Category: Uncategorized

  • Cynic’s Paradise

    I stumbled across a website recently that claims to be a sanctuary for cynics. I think they got it all wrong…there is no sanctuary for cynics, only platforms from which their exaggerated attempts to impress others while unintentionally exposing their desperation to be acceptable by those they admire but despise because they’ve never been deemed good enough in their natural state…and so the sour grapes descend and they resort to bitter discourses that belie the truth of their heart’s desires.

    Welcome cynics…if ever you run out of material to mock at, take a peek into my life, and you’ll be entertained for years to come…if not a lifetime or three…or four…or more…wateva

  • Who Cares?

    When afliction hits me, it’s so easy to slip into a state of self-pity, or more accurately self-loathing and dismiss everything of significance as nothing at all, simply because it seems like no one cares at all. I’ve often wondered how faith in a greater power may or may not affect this state of mind. Sometimes I think that if my faith is strong enough, I’ll always believe and be certain about the fact that everything that happens, happens for a good reason and that it’s probably saving me from something so much worse instead.

    Yet other times I think that maybe it’s just happening because I don’t deserve any better, in which case it’s not that I was saved from something worse, but rather denied something better because I am simply not good enough to earn the good that I’m yearning for. But through it all, no matter how low I sink, I can’t stop myself from caring about a beautiful soul, no matter how much that soul may have damaged me in the process of them not believing in themself, or in me.

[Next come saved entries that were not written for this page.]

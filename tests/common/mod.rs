#![allow(dead_code)]

use async_trait::async_trait;
use parking_lot::Mutex;
use sandbox_gateway::config::GatewayConfig;
use sandbox_gateway::error::{GatewayError, GatewayResult};
use sandbox_gateway::runtime::{ContainerRuntime, ExecOutput};
use std::path::Path;

#[derive(Debug, Clone, PartialEq, Eq)]
pub enum Call {
    Exec { argv: Vec<String>, workdir: String },
    GetArchive { path: String },
    PutArchive { dir: String, archive: Vec<u8> },
    Logs { tail: usize },
}

/// Scripted runtime that records every call it receives.
#[derive(Default)]
pub struct FakeRuntime {
    pub missing_container: bool,
    pub exec_output: ExecOutput,
    pub archive: Option<Vec<u8>>,
    pub logs: Vec<u8>,
    /// Symlinked prefixes as `(link, target)`, applied when paths are resolved
    pub links: Vec<(String, String)>,
    pub calls: Mutex<Vec<Call>>,
}

impl FakeRuntime {
    pub fn calls(&self) -> Vec<Call> {
        self.calls.lock().clone()
    }

    fn resolve(&self, path: &str) -> String {
        for (link, target) in &self.links {
            if let Some(rest) = path.strip_prefix(link.as_str()) {
                if rest.is_empty() || rest.starts_with('/') {
                    return format!("{}{}", target, rest);
                }
            }
        }
        path.to_string()
    }

    /// Answers `readlink -f -- <path>` invocations, one output line per path.
    fn readlink_output(&self, composite: &str) -> Option<ExecOutput> {
        let mut segments = composite.split("readlink -f -- ").skip(1).peekable();
        segments.peek()?;
        let stdout: String = segments
            .filter_map(|seg| seg.split_whitespace().next())
            .map(|p| format!("{}\n", self.resolve(p.trim_matches('\''))))
            .collect();
        Some(ok_output(&stdout))
    }

    fn check(&self, container: &str) -> GatewayResult<()> {
        if self.missing_container {
            Err(GatewayError::ContainerNotFound {
                container: container.to_string(),
            })
        } else {
            Ok(())
        }
    }
}

#[async_trait]
impl ContainerRuntime for FakeRuntime {
    async fn exec(
        &self,
        container: &str,
        argv: &[String],
        workdir: &str,
    ) -> GatewayResult<ExecOutput> {
        self.check(container)?;
        self.calls.lock().push(Call::Exec {
            argv: argv.to_vec(),
            workdir: workdir.to_string(),
        });
        let readlink = argv.last().and_then(|c| self.readlink_output(c));
        Ok(readlink.unwrap_or_else(|| self.exec_output.clone()))
    }

    async fn get_archive(&self, container: &str, path: &str) -> GatewayResult<Vec<u8>> {
        self.check(container)?;
        self.calls.lock().push(Call::GetArchive {
            path: path.to_string(),
        });
        self.archive
            .clone()
            .ok_or_else(|| GatewayError::not_found(format!("File not found: {}", path)))
    }

    async fn put_archive(
        &self,
        container: &str,
        dir: &str,
        archive: Vec<u8>,
    ) -> GatewayResult<()> {
        self.check(container)?;
        self.calls.lock().push(Call::PutArchive {
            dir: dir.to_string(),
            archive,
        });
        Ok(())
    }

    async fn logs(&self, container: &str, tail_lines: usize) -> GatewayResult<Vec<u8>> {
        self.check(container)?;
        self.calls.lock().push(Call::Logs { tail: tail_lines });
        Ok(self.logs.clone())
    }

    async fn status(&self, container: &str) -> GatewayResult<String> {
        self.check(container)?;
        Ok("running".to_string())
    }
}

/// Temp dir without a leading dot, so dot-entry filters keep its contents.
pub fn gateway_tempdir() -> tempfile::TempDir {
    tempfile::Builder::new().prefix("gateway-").tempdir().unwrap()
}

/// Config whose workspace, scratch dir and env file all live under `root`.
pub fn local_config(root: &Path) -> GatewayConfig {
    let workspace = root.join("workspace");
    let scratch = root.join("scratch");
    std::fs::create_dir_all(&workspace).unwrap();
    std::fs::create_dir_all(&scratch).unwrap();

    GatewayConfig {
        workdir: workspace.to_string_lossy().into_owned(),
        allowed_root: workspace.to_string_lossy().into_owned(),
        scratch_dir: scratch.to_string_lossy().into_owned(),
        interpreter: "sh".to_string(),
        ..GatewayConfig::default()
    }
    .with_env_file(root.join("sandbox-env/.env"))
}

pub fn ok_output(stdout: &str) -> ExecOutput {
    ExecOutput {
        exit_code: Some(0),
        stdout: stdout.as_bytes().to_vec(),
        stderr: Vec::new(),
    }
}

    So I guess after all is said and done, I do care…and I hate myself for it more often than not because it sets a false expectation that I can expect someone to want to reciprocate it at some point…maybe I’m just an ingrate by nature and haven’t realised it yet.

  • An Old Song…

    The lyrics of a song by an old crooner comes to mind right now…that old familiar forgotten feelings come rushing, all over my mind…pity though that those feelings are not entirely pleasant or welcomed. The search for a space to call my own continues…if only the fool in me will die so that the endless search for significance can finally cease and be replaced with complacency…

  • Blank again…

    Nothing comes to mind right now…just the usual negative crap on a Monday morning, so more accurately, nothing substantial or worth repeating comes to mind right now. Except sleep…and of course that destructive being that used to be a source of warmth and happiness, but has since chosen to withhold her bounties in order to reserve it for someone more deserving instead. Such is life…and then we die…

  • Comfortably Numb

    Sometimes the predictability of just laying on that cold floor knowing you’re being walked all over offers more comfort than the hope of being accepted and loved for what little you have to offer.

  • Ubridled Venom

    How I wish I was capable of that…but my anal upbringing about being responsible and decent and well mannered has pretty much inhibited any such raw expression of emotion…so WTF will have to suffice for now…as if anyone gives a crap either way…

  • Delusional

    The convenient state of believing that our actions or words or even writings are significant, if not to anyone else, then at least to ourselves because they’re gems of wisdom that someone will appreciate at some point…of course, it’s also the convenient state of assuming that we’re more important than we really are…it’s a healthy place to be when reality doesn’t hold much appeal.